Edie considered her answer very carefully. There was a time when Edie would have lied to preserve her image, when she would have brushed it off with a wink and a laugh, but things inside her were starting to change. She told herself it was age, she told herself it was experience. Neither of which were true, and she knew it, but she wasn’t ready to think about that. Not yet.

“I do like him. He’s completely not my type, but he’s very likeable. Have you ever met someone like that? That you don’t want to like, but damn them, they make you?”

“Harry,” muttered Wanda.

“Paco,” murmured Olga.

“Edward,” crooned Edie.

All around them, the room was full of people searching for that intangible something, that mysterious someone, and they were willing to take a leap of faith that the stranger in front of them was someone who was worthy of the risk. Edie had spent her entire young-adult years disapproving of her mother’s silent suffering, and even that didn’t stop the first, ill-fated flutterings for Tyler. She had dreamed of love, she had idealized love, but when push came to shove, she didn’t want to be the woman left sitting alone at night.

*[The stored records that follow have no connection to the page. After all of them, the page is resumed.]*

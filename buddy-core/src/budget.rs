//! BudgetState: the aggregate root.
//!
//! Every mutation goes through `&mut BudgetState`, so a ledger append and the
//! habit event / achievement evaluation it triggers are applied as one unit.
//! Callers that share state across threads wrap the whole struct in a lock.
//!
//! Habit triggers per confirmed transaction (at most one event):
//! 1. expense that pushes month-to-date spending over the budget -> bad
//! 2. otherwise an expense above LARGE_EXPENSE_THRESHOLD          -> bad
//! 3. income                                                      -> good
//!
//! A counted login always fires one good event.

use chrono::{DateTime, NaiveDate, Utc};
use serde::{Deserialize, Serialize};
use tracing::{debug, info};
use uuid::Uuid;

use crate::achievements::{
    default_achievements, evaluate_savings, evaluate_spending, evaluate_streak, Achievement,
};
use crate::error::ValidationError;
use crate::finance::{NewTransaction, TransactionType};
use crate::goals::{Goal, NewGoal};
use crate::health::{HabitKind, PlantHealth};
use crate::ledger::Ledger;
use crate::streak::{LoginOutcome, LoginStreak};

pub const DEFAULT_MONTHLY_BUDGET: f64 = 3000.0;

/// Expenses strictly above this amount count as a bad habit.
/// Currency-unit agnostic.
pub const LARGE_EXPENSE_THRESHOLD: f64 = 100.0;

#[derive(Debug, Clone, Copy, PartialEq, Eq, Serialize, Deserialize)]
pub enum HabitReason {
    ExceededMonthlyBudget,
    LargeExpense,
    IncomeReceived,
    DailyLogin,
}

impl HabitReason {
    pub fn kind(&self) -> HabitKind {
        match self {
            HabitReason::ExceededMonthlyBudget | HabitReason::LargeExpense => HabitKind::Bad,
            HabitReason::IncomeReceived | HabitReason::DailyLogin => HabitKind::Good,
        }
    }

    pub fn describe(&self) -> &'static str {
        match self {
            HabitReason::ExceededMonthlyBudget => "Exceeded monthly budget",
            HabitReason::LargeExpense => "Large expense",
            HabitReason::IncomeReceived => "Income received",
            HabitReason::DailyLogin => "Daily login",
        }
    }
}

/// Result of confirming a transaction
#[derive(Debug, Clone, PartialEq)]
pub struct Confirmation {
    pub transaction_id: String,
    pub habit: Option<HabitReason>,
    pub unlocked: Vec<String>,
}

/// Result of recording an app open
#[derive(Debug, Clone, PartialEq)]
pub struct LoginReport {
    pub outcome: LoginOutcome,
    pub current_streak: u32,
    pub unlocked: Vec<String>,
}

#[derive(Debug, Clone, PartialEq, Serialize, Deserialize)]
#[serde(rename_all = "camelCase")]
pub struct BudgetState {
    #[serde(default)]
    pub transactions: Ledger,
    #[serde(default)]
    pub goals: Vec<Goal>,
    #[serde(default = "default_achievements")]
    pub achievements: Vec<Achievement>,
    #[serde(default)]
    pub login_streak: LoginStreak,
    #[serde(default)]
    pub plant_health: PlantHealth,
    #[serde(default = "default_budget")]
    pub monthly_budget: f64,
}

fn default_budget() -> f64 {
    DEFAULT_MONTHLY_BUDGET
}

impl Default for BudgetState {
    fn default() -> Self {
        Self {
            transactions: Ledger::new(),
            goals: Vec::new(),
            achievements: default_achievements(),
            login_streak: LoginStreak::new(),
            plant_health: PlantHealth::new(),
            monthly_budget: DEFAULT_MONTHLY_BUDGET,
        }
    }
}

impl BudgetState {
    pub fn new() -> Self {
        Self::default()
    }

    pub fn with_monthly_budget(monthly_budget: f64) -> Self {
        Self {
            monthly_budget,
            ..Self::default()
        }
    }

    pub fn ledger(&self) -> &Ledger {
        &self.transactions
    }

    pub fn monthly_spending(&self, as_of: NaiveDate) -> f64 {
        self.transactions.monthly_spending(as_of)
    }

    pub fn monthly_income(&self, as_of: NaiveDate) -> f64 {
        self.transactions.monthly_income(as_of)
    }

    pub fn current_balance(&self) -> f64 {
        self.transactions.current_balance()
    }

    /// Which habit event (if any) confirming `txn` fires, judged against the
    /// ledger as it stands before the append. The budget check covers the whole
    /// month `txn` is dated in, so a backdated expense still sees later spending.
    pub fn habit_for(&self, txn: &NewTransaction) -> Option<HabitReason> {
        match txn.kind() {
            TransactionType::Income => Some(HabitReason::IncomeReceived),
            TransactionType::Expense => {
                let amount = txn.amount().abs();
                let month_total = self.transactions.spending_in_month(txn.date()) + amount;
                if month_total > self.monthly_budget {
                    Some(HabitReason::ExceededMonthlyBudget)
                } else if amount > LARGE_EXPENSE_THRESHOLD {
                    Some(HabitReason::LargeExpense)
                } else {
                    None
                }
            }
        }
    }

    /// Append a validated transaction and apply everything it triggers.
    pub fn confirm_transaction(&mut self, txn: NewTransaction, now: DateTime<Utc>) -> Confirmation {
        let habit = self.habit_for(&txn);
        if let Some(reason) = habit {
            self.apply_habit(reason, now);
        }

        let id = Uuid::new_v4().to_string();
        let confirmed = txn.confirm(id.clone());
        info!(
            id = %confirmed.id,
            kind = %confirmed.kind,
            amount = confirmed.amount,
            category = %confirmed.category,
            "Transaction confirmed"
        );
        self.transactions.append(confirmed);

        let balance = self.current_balance();
        let mut unlocked = evaluate_savings(&mut self.achievements, balance, now);
        unlocked.extend(evaluate_spending(
            &mut self.achievements,
            self.transactions.expense_count(),
            now,
        ));
        log_unlocks(&unlocked);

        Confirmation {
            transaction_id: id,
            habit,
            unlocked,
        }
    }

    /// Record an app open on `today`. Counts at most once per calendar day.
    pub fn record_login(&mut self, today: NaiveDate, now: DateTime<Utc>) -> LoginReport {
        let outcome = self.login_streak.record_login(today);
        let current_streak = self.login_streak.current_streak;
        if !outcome.counted() {
            debug!(%today, "Login already recorded today");
            return LoginReport {
                outcome,
                current_streak,
                unlocked: Vec::new(),
            };
        }

        info!(?outcome, current_streak, "Daily login recorded");
        self.apply_habit(HabitReason::DailyLogin, now);
        let unlocked = evaluate_streak(&mut self.achievements, current_streak, now);
        log_unlocks(&unlocked);

        LoginReport {
            outcome,
            current_streak,
            unlocked,
        }
    }

    /// Attach advice to a confirmed transaction; false if the id is unknown.
    pub fn attach_advice(&mut self, transaction_id: &str, advice: impl Into<String>) -> bool {
        self.transactions.set_advice(transaction_id, advice)
    }

    pub fn set_monthly_budget(&mut self, amount: f64) -> Result<(), ValidationError> {
        if !amount.is_finite() || amount < 0.0 {
            return Err(ValidationError::InvalidBudget(amount));
        }
        info!(amount, "Updated monthly budget");
        self.monthly_budget = amount;
        Ok(())
    }

    pub fn add_goal(&mut self, goal: NewGoal) -> &Goal {
        let goal = goal.into_goal(Uuid::new_v4().to_string());
        info!(id = %goal.id, title = %goal.title, "Goal added");
        self.goals.push(goal);
        &self.goals[self.goals.len() - 1]
    }

    pub fn update_goal_progress(&mut self, goal_id: &str, amount: f64) -> Result<&Goal, ValidationError> {
        let goal = self
            .goals
            .iter_mut()
            .find(|g| g.id == goal_id)
            .ok_or_else(|| ValidationError::UnknownGoal(goal_id.to_string()))?;
        goal.record_progress(amount)?;
        Ok(goal)
    }

    fn apply_habit(&mut self, reason: HabitReason, now: DateTime<Utc>) {
        let plant = self.plant_health.apply_habit(reason.kind(), now);
        info!(
            habit = ?reason.kind(),
            reason = reason.describe(),
            level = plant.level(),
            stage = ?plant.stage(),
            "Plant health updated"
        );
    }
}

fn log_unlocks(ids: &[String]) {
    for id in ids {
        info!(achievement = %id, "Achievement unlocked");
    }
}

#[cfg(test)]
mod tests {
    use super::*;
    use crate::finance::Category;
    use chrono::TimeZone;

    fn now() -> DateTime<Utc> {
        Utc.with_ymd_and_hms(2026, 2, 18, 9, 0, 0).unwrap()
    }

    fn d(m: u32, day: u32) -> NaiveDate {
        NaiveDate::from_ymd_opt(2026, m, day).unwrap()
    }

    fn expense(amount: f64, date: NaiveDate) -> NewTransaction {
        NewTransaction::new(amount, "Coffee", Category::FoodDining, TransactionType::Expense, date).unwrap()
    }

    fn income(amount: f64, date: NaiveDate) -> NewTransaction {
        NewTransaction::new(amount, "Paycheck", Category::Salary, TransactionType::Income, date).unwrap()
    }

    #[test]
    fn test_income_is_good_habit() {
        let mut s = BudgetState::new();
        let c = s.confirm_transaction(income(500.0, d(2, 10)), now());
        assert_eq!(c.habit, Some(HabitReason::IncomeReceived));
        assert_eq!(s.plant_health.level(), 55);
        assert_eq!(s.ledger().transactions()[0].id, c.transaction_id);
        assert!(c.unlocked.contains(&"savings-100".to_string()));
    }

    #[test]
    fn test_small_expense_fires_nothing() {
        let mut s = BudgetState::new();
        let c = s.confirm_transaction(expense(100.0, d(2, 10)), now());
        assert_eq!(c.habit, None);
        assert_eq!(s.plant_health.level(), 50);
        assert_eq!(s.plant_health.last_updated(), None);
        assert_eq!(c.unlocked, vec!["tracking-1".to_string()]);
    }

    #[test]
    fn test_large_expense_is_bad_habit() {
        let mut s = BudgetState::new();
        let c = s.confirm_transaction(expense(100.01, d(2, 10)), now());
        assert_eq!(c.habit, Some(HabitReason::LargeExpense));
        assert_eq!(s.plant_health.level(), 40);
        assert_eq!(s.plant_health.bad_habits(), 1);
    }

    #[test]
    fn test_budget_exceeded_takes_precedence_over_large_expense() {
        let mut s = BudgetState::with_monthly_budget(300.0);
        s.confirm_transaction(expense(90.0, d(2, 3)), now());
        s.confirm_transaction(expense(90.0, d(2, 4)), now());

        // 180 + 250 > 300 and 250 > 100: only one bad event, budget wins
        let c = s.confirm_transaction(expense(250.0, d(2, 5)), now());
        assert_eq!(c.habit, Some(HabitReason::ExceededMonthlyBudget));
        assert_eq!(s.plant_health.bad_habits(), 1);
        assert_eq!(s.plant_health.level(), 40);
    }

    #[test]
    fn test_budget_check_uses_the_transaction_month() {
        let mut s = BudgetState::with_monthly_budget(150.0);
        s.confirm_transaction(expense(90.0, d(1, 30)), now());
        let c = s.confirm_transaction(expense(90.0, d(2, 2)), now());
        assert_eq!(c.habit, None);
        let c = s.confirm_transaction(expense(90.0, d(2, 3)), now());
        assert_eq!(c.habit, Some(HabitReason::ExceededMonthlyBudget));
    }

    #[test]
    fn test_backdated_expense_sees_later_spending_in_its_month() {
        let mut s = BudgetState::with_monthly_budget(300.0);
        s.confirm_transaction(expense(250.0, d(2, 20)), now());
        let c = s.confirm_transaction(expense(90.0, d(2, 5)), now());
        assert_eq!(c.habit, Some(HabitReason::ExceededMonthlyBudget));
        assert_eq!(s.monthly_spending(d(2, 25)), 340.0);
        // Other months do not count.
        let c = s.confirm_transaction(expense(90.0, d(3, 1)), now());
        assert_eq!(c.habit, None);
    }

    #[test]
    fn test_balance_after_income_then_expense() {
        let mut s = BudgetState::new();
        s.confirm_transaction(income(500.0, d(2, 1)), now());
        s.confirm_transaction(expense(200.0, d(2, 2)), now());
        assert_eq!(s.current_balance(), 300.0);
        assert_eq!(s.monthly_spending(d(2, 28)), 200.0);
        assert_eq!(s.monthly_income(d(2, 28)), 500.0);
    }

    #[test]
    fn test_login_fires_good_habit_once_per_day() {
        let mut s = BudgetState::new();
        let r = s.record_login(d(2, 1), now());
        assert_eq!(r.outcome, LoginOutcome::Started);
        assert_eq!(s.plant_health.level(), 55);

        let r = s.record_login(d(2, 1), now());
        assert_eq!(r.outcome, LoginOutcome::AlreadyRecorded);
        assert_eq!(s.plant_health.level(), 55);
        assert_eq!(s.plant_health.good_habits(), 1);
        assert_eq!(s.login_streak.total_logins, 1);
    }

    #[test]
    fn test_login_streak_unlocks_achievements() {
        let mut s = BudgetState::new();
        let mut unlocked = Vec::new();
        for day in 1..=5 {
            unlocked.extend(s.record_login(d(2, day), now()).unlocked);
        }
        assert_eq!(unlocked, vec!["streak-3".to_string(), "streak-5".to_string()]);

        // Break the chain; unlocks stay.
        let r = s.record_login(d(2, 20), now());
        assert_eq!(r.current_streak, 1);
        let five = s.achievements.iter().find(|a| a.id == "streak-5").unwrap();
        assert!(five.is_unlocked);
        assert_eq!(s.login_streak.longest_streak, 5);
    }

    #[test]
    fn test_attach_advice_after_confirmation() {
        let mut s = BudgetState::new();
        let c = s.confirm_transaction(expense(12.0, d(2, 1)), now());
        assert!(s.ledger().get(&c.transaction_id).unwrap().advice.is_none());
        assert!(s.attach_advice(&c.transaction_id, "Looks fine"));
        assert_eq!(
            s.ledger().get(&c.transaction_id).unwrap().advice.as_deref(),
            Some("Looks fine")
        );
    }

    #[test]
    fn test_goals_and_budget() {
        let mut s = BudgetState::new();
        let id = s
            .add_goal(NewGoal::new("Laptop", 800.0, d(9, 1), "Tech", d(2, 1)).unwrap())
            .id
            .clone();
        let g = s.update_goal_progress(&id, 800.0).unwrap();
        assert!(g.is_completed);
        assert!(matches!(
            s.update_goal_progress("nope", 1.0),
            Err(ValidationError::UnknownGoal(_))
        ));

        assert!(s.set_monthly_budget(-1.0).is_err());
        s.set_monthly_budget(1200.0).unwrap();
        assert_eq!(s.monthly_budget, 1200.0);
    }

    #[test]
    fn test_state_round_trips_through_json() {
        let mut s = BudgetState::new();
        s.record_login(d(2, 1), now());
        s.confirm_transaction(expense(12.0, d(2, 1)), now());
        let json = serde_json::to_string(&s).unwrap();
        let back: BudgetState = serde_json::from_str(&json).unwrap();
        assert_eq!(back, s);
    }

    #[test]
    fn test_missing_fields_fall_back_to_defaults() {
        let s: BudgetState = serde_json::from_str("{}").unwrap();
        assert_eq!(s.monthly_budget, DEFAULT_MONTHLY_BUDGET);
        assert_eq!(s.achievements.len(), default_achievements().len());
        assert!(s.ledger().is_empty());
    }
}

Wanda patted her hand. “Don’t beat yourself up, Edie. The heart knows what it knows.”

“The heart is a senseless organ.”

“But necessary.”

“We have a date,” Edie confessed, her senseless organ joyously leaping at the words.

Honey—who wasn’t seasoned enough to sense what an absolute betrayal this was to Edie’s entire belief system—sparkled with excitement for her. “When?”

Edie checked her watch, mentally reminding herself that this was no big deal. Casual. Carefree.
Liar.
“In an hour.”

Honey glanced over the halter dress with a critical eye. “You’re going in that?”

At the innocent question, the doubts started, the worries began and the dry heaves collected in Edie’s stomach. “It’s my best nondate, date dress. Not too sincere, not too trashy. It says fun and carefree. It says ‘I’m not Jane Eyre.’”

“It goes well with that gleam in your eye,” Wanda told her, smiling.

“What gleam?” asked Edie, praying such a gleam wasn’t serious recognition of something else.

Wanda shook her head and started to laugh. “Hope, darling. We call that hope.”